Второе направление призвано лишить язык номинативности. Не изменить семантику, а заменить ее — при этом не важно чем. Бессмыслица в языке существовала всегда, и только художественная литература долго не замечала этого занятного явления. Точнее, замечала, но использовала лишь для индивидуализации речевых характеристик персонажей (дядя Ростовых в "Войне и мире": "Чистое дело марш!"). Кажется, Чехов первым ввел нормальную человеческую ахинею в качестве полноценного элемента повествования. Как издевались критики над бессмыслицами "Желтого в середину!" ("Вишневый сад"), "Должно быть, в этой Африке страшная жара" ("Дядя Ваня"), «Цып-цып-цып» ("Три сестры"). И ведь, правда, не нужны эти фразы, ничего не прибавляют к действию и образам. Но они, именно они, эти нелепые слова остались как бы вехами, по которым мы, оглядываясь, высматриваем гениальные чеховские пьесы. И не потому, что современники не заметили тончайшего подтекста, а мы заметили. Нет, мы приобщились к иному знанию, которому научили нас Хармс и Кафка — к знанию восхитительной и раздражающей алогичности человека. К пониманию непредсказуемости его поступков и необязательности речей. Мы начинаем привыкать к мысли, что если на вопрос "Который час?" нам отвечают "Без четверти пять" — это редкое отклонение от нормы, которое надо ценить. Потому что ваш знакомый скорее всего ответит "А что?", или "Куда ты торопишься?" Мы осознаем, что нормальный разговор — не чередование монологов Пьера Безухова и князя Андрея, а невнятное бормотание "Вот, значит. — Ну? — Ей-бо. — Да иди ты".
У Толстого в "Войне и мире" есть эпизод: речь генерал-губернатора Москвы Растопчина перед народом. Продуманные ораторские периоды Растопчина предстают бессовестной демагогией. И полны глубокого значения реплики городского сброда: "Он, значит, злодеев управит усек! А ты говоришь, француз, он тебе всю дистанцию развяжет!" Объяснить в рациональных терминах этот бред нельзя, но он абсолютно и до конца понятен.
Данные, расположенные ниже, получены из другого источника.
//! Where delivery outcomes go.
//!
//! Sinks are built from `{type, args}` entries in configuration order and run
//! one after another for every delivered mail. A failing sink does not stop
//! the others.

mod file;
mod tracker;

use std::{fmt::Debug, path::PathBuf, sync::Arc};

use async_trait::async_trait;
use remailer_common::{ErrorKind, Mail};
use remailer_spool::{Tracker, TrackerError};
use serde::{Deserialize, Serialize};
use thiserror::Error;

pub use file::{FileArgs, FileOutput, Naming};
pub use tracker::TrackerOutput;

use crate::{Errors, Responses};

#[derive(Debug, Error)]
pub enum OutputError {
    #[error("Output configuration error: {0}")]
    Config(String),

    #[error("Failed to write {path}: {source}")]
    Io {
        path: PathBuf,
        source: std::io::Error,
    },

    #[error("CSV error: {0}")]
    Csv(#[from] csv::Error),

    #[error(transparent)]
    Tracker(#[from] TrackerError),
}

impl OutputError {
    pub const fn kind(&self) -> ErrorKind {
        match self {
            Self::Config(_) => ErrorKind::Config,
            Self::Io { .. } | Self::Csv(_) | Self::Tracker(_) => ErrorKind::Io,
        }
    }
}

#[async_trait]
pub trait Output: Send + Sync + Debug {
    fn name(&self) -> &'static str;

    /// Whether this sink moves the unit to DONE itself.
    fn sets_done(&self) -> bool {
        false
    }

    async fn write(
        &self,
        mail: &Mail,
        responses: &Responses,
        errors: &Errors,
    ) -> Result<(), OutputError>;
}

#[derive(Debug, Clone, PartialEq, Serialize, Deserialize)]
pub struct OutputConfig {
    #[serde(rename = "type")]
    pub kind: String,

    #[serde(default)]
    pub args: serde_yaml::Value,
}

/// Build the sink named by `config.kind`.
///
/// # Errors
///
/// Returns `OutputError::Config` for an unknown type or bad arguments.
pub fn build(config: &OutputConfig, tracker: &Arc<Tracker>) -> Result<Box<dyn Output>, OutputError> {
    match config.kind.as_str() {
        FileOutput::NAME => {
            let args: FileArgs = serde_yaml::from_value(config.args.clone()).map_err(|err| {
                OutputError::Config(format!("Invalid args for {} output: {err}", FileOutput::NAME))
            })?;
            Ok(Box::new(FileOutput::new(args)))
        }
        TrackerOutput::NAME => Ok(Box::new(TrackerOutput::new(Arc::clone(tracker)))),
        other => Err(OutputError::Config(format!("Unknown output type '{other}'"))),
    }
}

#[derive(Debug, Default)]
pub struct OutputChain {
    outputs: Vec<Box<dyn Output>>,
}

impl OutputChain {
    /// # Errors
    ///
    /// Returns the first sink that cannot be built.
    pub fn from_config(configs: &[OutputConfig], tracker: &Arc<Tracker>) -> Result<Self, OutputError> {
        let outputs = configs
            .iter()
            .map(|config| build(config, tracker))
            .collect::<Result<Vec<_>, _>>()?;
        Ok(Self { outputs })
    }

    pub fn push(&mut self, output: Box<dyn Output>) {
        self.outputs.push(output);
    }

    pub fn len(&self) -> usize {
        self.outputs.len()
    }

    pub fn is_empty(&self) -> bool {
        self.outputs.is_empty()
    }

    pub fn names(&self) -> Vec<&'static str> {
        self.outputs.iter().map(|output| output.name()).collect()
    }

    /// Whether some sink already moves units to DONE.
    pub fn sets_done(&self) -> bool {
        self.outputs.iter().any(|output| output.sets_done())
    }

    /// Run every sink, returning the errors of the ones that failed.
    pub async fn write(&self, mail: &Mail, responses: &Responses, errors: &Errors) -> Vec<OutputError> {
        let mut failures = Vec::new();
        for output in &self.outputs {
            if let Err(err) = output.write(mail, responses, errors).await {
                tracing::warn!(unit = %mail.id, output = output.name(), error = %err, "Output failed");
                failures.push(err);
            }
        }
        failures
    }
}

#[cfg(test)]
#[allow(clippy::unwrap_used)]
mod tests {
    use pretty_assertions::assert_eq;

    use super::*;

    fn configs(yaml: &str) -> Vec<OutputConfig> {
        serde_yaml::from_str(yaml).unwrap()
    }

    #[test]
    fn builds_in_configuration_order() {
        let tracker = Arc::new(Tracker::memory());
        let chain = OutputChain::from_config(
            &configs("- type: tracker\n- type: file\n  args:\n    path: /tmp\n    naming: per-hour\n"),
            &tracker,
        )
        .unwrap();

        assert_eq!(chain.names(), vec!["tracker", "file"]);
        assert!(chain.sets_done());
    }

    #[test]
    fn unknown_type_is_a_config_error() {
        let tracker = Arc::new(Tracker::memory());
        let err = OutputChain::from_config(&configs("- type: kafka\n"), &tracker).unwrap_err();

        assert_eq!(err.kind(), ErrorKind::Config);
        assert_eq!(err.to_string(), "Output configuration error: Unknown output type 'kafka'");
    }

    #[test]
    fn file_output_needs_a_path() {
        let tracker = Arc::new(Tracker::memory());
        let err = OutputChain::from_config(&configs("- type: file\n"), &tracker).unwrap_err();
        assert!(matches!(err, OutputError::Config(_)));
    }
}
Безграмотные толстовские плебеи давно пооканчивали ликбезы, школы, университеты, но сейчас уже вся страна оговорит на языке загадочной "развязанной дистанции". Просто интеллигенты знают больше слов: "Сообразим? — Трансцендентно!". И только с умилением остается вспоминать, что когда-то, возможно, говорили: "Не желаете ли выпить вина? — С удовольствием!".
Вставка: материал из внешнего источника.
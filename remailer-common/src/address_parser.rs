//! Strict mailbox parser for header and envelope addresses.
//!
//! Accepted forms:
//!
//! ```text
//! addr-spec      = Local-part "@" Domain
//! angle-addr     = "<" addr-spec ">"
//! name-addr      = [display-name] angle-addr
//!
//! Local-part     = Dot-string / Quoted-string
//! Dot-string     = Atom *("." Atom)
//! Domain         = sub-domain *("." sub-domain) / address-literal
//! sub-domain     = Let-dig [Ldh-str]          ; U-labels allowed (RFC 6531)
//! ```
//!
//! Limits follow RFC 5321 section 4.5.3.1: 64 octets of local-part and 255
//! octets of domain.

use std::net::{Ipv4Addr, Ipv6Addr};

use thiserror::Error;

pub type Result<T> = std::result::Result<T, AddressError>;

#[derive(Debug, Clone, PartialEq, Eq, Error)]
pub enum AddressError {
    #[error("Empty address")]
    Empty,
    #[error("Local-part exceeds 64 octets")]
    LocalPartTooLong,
    #[error("Domain exceeds 255 octets")]
    DomainTooLong,
    #[error("Missing closing angle bracket '>'")]
    MissingCloseBracket,
    #[error("Missing '@' separator in mailbox")]
    MissingAtSign,
    #[error("Invalid local-part: {0}")]
    InvalidLocalPart(String),
    #[error("Invalid domain: {0}")]
    InvalidDomain(String),
    #[error("Invalid address literal: {0}")]
    InvalidAddressLiteral(String),
    #[error("Unclosed quoted string")]
    UnclosedQuotedString,
    #[error("Invalid quoted string: {0}")]
    InvalidQuotedString(String),
    #[error("Unexpected trailing input: {0}")]
    TrailingInput(String),
}

/// A parsed `local-part@domain` with an optional display name.
#[derive(Debug, Clone, PartialEq, Eq, serde::Serialize, serde::Deserialize)]
pub struct Mailbox {
    pub display_name: Option<String>,
    pub local_part: String,
    pub domain: String,
}

impl std::fmt::Display for Mailbox {
    fn fmt(&self, f: &mut std::fmt::Formatter<'_>) -> std::fmt::Result {
        write!(f, "{}@{}", self.local_part, self.domain)
    }
}

/// Parse a single header address: `user@host`, `<user@host>` or
/// `Display Name <user@host>`.
pub fn parse_address(input: &str) -> Result<Mailbox> {
    let trimmed = input.trim();
    if trimmed.is_empty() {
        return Err(AddressError::Empty);
    }

    match find_unquoted(trimmed, '<') {
        Some(open) => {
            let rest = &trimmed[open + 1..];
            let close = find_unquoted(rest, '>').ok_or(AddressError::MissingCloseBracket)?;

            let trailing = rest[close + 1..].trim();
            if !trailing.is_empty() {
                return Err(AddressError::TrailingInput(trailing.to_string()));
            }

            let mut mailbox = parse_addr_spec(&rest[..close])?;
            mailbox.display_name = parse_display_name(&trimmed[..open]);
            Ok(mailbox)
        }
        None => parse_addr_spec(trimmed),
    }
}

/// Split a header value on commas that are outside quotes and angle brackets,
/// then parse every element.
pub fn parse_address_list(input: &str) -> Result<Vec<Mailbox>> {
    let mut mailboxes = Vec::new();
    let mut in_quotes = false;
    let mut in_angle = false;
    let mut escaped = false;
    let mut start = 0;

    for (i, ch) in input.char_indices() {
        match ch {
            _ if escaped => escaped = false,
            '\\' if in_quotes => escaped = true,
            '"' => in_quotes = !in_quotes,
            '<' if !in_quotes => in_angle = true,
            '>' if !in_quotes => in_angle = false,
            ',' if !in_quotes && !in_angle => {
                push_element(&input[start..i], &mut mailboxes)?;
                start = i + 1;
            }
            _ => {}
        }
    }
    push_element(&input[start..], &mut mailboxes)?;

    if mailboxes.is_empty() {
        return Err(AddressError::Empty);
    }

    Ok(mailboxes)
}

fn push_element(element: &str, mailboxes: &mut Vec<Mailbox>) -> Result<()> {
    if !element.trim().is_empty() {
        mailboxes.push(parse_address(element)?);
    }
    Ok(())
}

fn parse_display_name(input: &str) -> Option<String> {
    let name = input.trim();
    if name.is_empty() {
        return None;
    }

    let unquoted = name
        .strip_prefix('"')
        .and_then(|n| n.strip_suffix('"'))
        .map_or_else(|| name.to_string(), |n| n.replace("\\\"", "\""));

    Some(unquoted)
}

/// Parse a bare `local-part@domain`.
pub fn parse_addr_spec(input: &str) -> Result<Mailbox> {
    let input = input.trim();
    if input.is_empty() {
        return Err(AddressError::Empty);
    }

    let at_pos = find_unquoted_at(input)?;
    let local_part = &input[..at_pos];
    let domain = &input[at_pos + 1..];

    if local_part.len() > 64 {
        return Err(AddressError::LocalPartTooLong);
    }
    if domain.len() > 255 {
        return Err(AddressError::DomainTooLong);
    }

    Ok(Mailbox {
        display_name: None,
        local_part: parse_local_part(local_part)?,
        domain: parse_domain_or_address_literal(domain)?,
    })
}

fn find_unquoted(input: &str, target: char) -> Option<usize> {
    let mut in_quotes = false;
    let mut escaped = false;

    for (i, ch) in input.char_indices() {
        if escaped {
            escaped = false;
        } else if ch == '\\' && in_quotes {
            escaped = true;
        } else if ch == '"' {
            in_quotes = !in_quotes;
        } else if ch == target && !in_quotes {
            return Some(i);
        }
    }

    None
}

/// The last `@` outside quotes and brackets separates local-part and domain.
fn find_unquoted_at(input: &str) -> Result<usize> {
    let mut in_quotes = false;
    let mut in_brackets = false;
    let mut escaped = false;
    let mut at = None;

    for (i, ch) in input.char_indices() {
        if escaped {
            escaped = false;
            continue;
        }
        match ch {
            '\\' if in_quotes => escaped = true,
            '"' if !in_brackets => in_quotes = !in_quotes,
            '[' if !in_quotes => in_brackets = true,
            ']' if !in_quotes => in_brackets = false,
            '@' if !in_quotes && !in_brackets => at = Some(i),
            _ => {}
        }
    }

    at.ok_or(AddressError::MissingAtSign)
}

fn parse_local_part(input: &str) -> Result<String> {
    if input.is_empty() {
        return Err(AddressError::InvalidLocalPart(
            "Empty local-part".to_string(),
        ));
    }

    if input.starts_with('"') {
        parse_quoted_string(input)
    } else {
        parse_dot_string(input)
    }
}

fn parse_dot_string(input: &str) -> Result<String> {
    if input.starts_with('.') || input.ends_with('.') {
        return Err(AddressError::InvalidLocalPart(
            "Dot-string cannot start or end with '.'".to_string(),
        ));
    }

    for atom in input.split('.') {
        if atom.is_empty() {
            return Err(AddressError::InvalidLocalPart(
                "Dot-string cannot contain consecutive dots".to_string(),
            ));
        }

        if let Some(ch) = atom.chars().find(|&ch| !is_atext(ch)) {
            return Err(AddressError::InvalidLocalPart(format!(
                "Invalid character '{ch}' in atom"
            )));
        }
    }

    Ok(input.to_string())
}

fn parse_quoted_string(input: &str) -> Result<String> {
    if input.len() < 2 || !input.ends_with('"') {
        return Err(AddressError::UnclosedQuotedString);
    }

    let mut chars = input[1..input.len() - 1].chars();
    while let Some(ch) = chars.next() {
        if ch == '\\' {
            match chars.next() {
                Some(next) if next.is_ascii_graphic() || next == ' ' => {}
                Some(next) => {
                    return Err(AddressError::InvalidQuotedString(format!(
                        "Invalid quoted-pair: \\{next}"
                    )));
                }
                None => {
                    return Err(AddressError::InvalidQuotedString(
                        "Backslash at end of quoted string".to_string(),
                    ));
                }
            }
        } else if !is_qtext(ch) {
            return Err(AddressError::InvalidQuotedString(format!(
                "Invalid character '{ch}' in quoted string"
            )));
        }
    }

    Ok(input.to_string())
}

fn parse_domain_or_address_literal(input: &str) -> Result<String> {
    if input.starts_with('[') {
        parse_address_literal(input)
    } else {
        parse_domain(input)
    }
}

fn parse_domain(input: &str) -> Result<String> {
    if input.is_empty() {
        return Err(AddressError::InvalidDomain("Empty domain".to_string()));
    }

    if input.starts_with('.') || input.ends_with('.') {
        return Err(AddressError::InvalidDomain(
            "Domain cannot start or end with '.'".to_string(),
        ));
    }

    for label in input.split('.') {
        parse_label(label)?;
    }

    Ok(input.to_string())
}

fn parse_label(label: &str) -> Result<()> {
    let is_let_dig = |ch: char| ch.is_alphanumeric();

    match (label.chars().next(), label.chars().last()) {
        (None, _) | (_, None) => Err(AddressError::InvalidDomain(
            "Domain cannot contain consecutive dots".to_string(),
        )),
        (Some(first), _) if !is_let_dig(first) => Err(AddressError::InvalidDomain(format!(
            "Label must start with letter or digit, got '{first}'"
        ))),
        (_, Some(last)) if !is_let_dig(last) => Err(AddressError::InvalidDomain(format!(
            "Label must end with letter or digit, got '{last}'"
        ))),
        _ => label
            .chars()
            .find(|&ch| !is_let_dig(ch) && ch != '-')
            .map_or(Ok(()), |ch| {
                Err(AddressError::InvalidDomain(format!(
                    "Invalid character '{ch}' in label"
                )))
            }),
    }
}

fn parse_address_literal(input: &str) -> Result<String> {
    let Some(content) = input.strip_prefix('[').and_then(|s| s.strip_suffix(']')) else {
        return Err(AddressError::InvalidAddressLiteral(
            "Address literal must be enclosed in brackets".to_string(),
        ));
    };

    let valid = content.parse::<Ipv4Addr>().is_ok()
        || content
            .strip_prefix("IPv6:")
            .is_some_and(|v6| v6.parse::<Ipv6Addr>().is_ok())
        || content
            .split_once(':')
            .is_some_and(|(tag, value)| !tag.is_empty() && !value.is_empty());

    if valid {
        Ok(input.to_string())
    } else {
        Err(AddressError::InvalidAddressLiteral(content.to_string()))
    }
}

/// `atext` from RFC 5322, widened to non-ASCII per RFC 6531.
const fn is_atext(ch: char) -> bool {
    ch.is_ascii_alphanumeric()
        || !ch.is_ascii()
        || matches!(
            ch,
            '!' | '#'
                | '$'
                | '%'
                | '&'
                | '\''
                | '*'
                | '+'
                | '-'
                | '/'
                | '='
                | '?'
                | '^'
                | '_'
                | '`'
                | '{'
                | '|'
                | '}'
                | '~'
        )
}

/// Printable ASCII except backslash and quote, plus non-ASCII.
const fn is_qtext(ch: char) -> bool {
    !ch.is_ascii() || matches!(ch as u8, 32..=33 | 35..=91 | 93..=126)
}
Слово не только лишается своего естественного и первоначального смысла, но и вообще низводится до некоей интонации, чья задача достигает исполинских размеров: выразить всю гамму человеческих чувств с помощью звука. Такое, под силу только музыке, которая не зря является признанным лидером советской массовой культуры. Речь физиологизируется: то есть принимает облик набора одних нечленораздельных звуков и отдельных слов. Еще Гоголь писал про героя своей «Шинели»: "Нужно знать, что Акакий Акакиевич изъяснялся большей частью предлогами, наречиями и, наконец, такими частицами, которые решительно не имеют никакого значения".
Две тенденции — огрубление и обессмысливание языка — торжествующе слились в одном из высочайших достижений русской народной стихии: российском мате. Пришедший из тьмы веков мат стал по-настоящему общенациональным и даже многонациональным явлением, когда для значительной части российского населения составил чуть не девять десятых языка.
Лучшие представители русской интеллигенции всегда ценили универсальность и принципиальную незаменимость мата. Пушкин доверительно делился с Вяземским размышлениями о женитьбе: "Законная……. — род теплой шапки с ушами", отлично понимая, что "законная жена" в таком контексте — лицемерие и фальшь. Он же торжествовал в письме Плетневу: "Закончил поэму «Цыганы». Не знаю, что сказать тебе об ней, кончил только что и не успел еще обтереть…". И опять-таки — употребление такого слова полностью соответствует моменту: завершенность труда, удовлетворенность им, усталость и расслабленность после высочайшего напряжения сил. Вся эта гамма чувств требовала адекватного словесного выражения, для которого слишком пресным и бесцветным казался нормативный язык.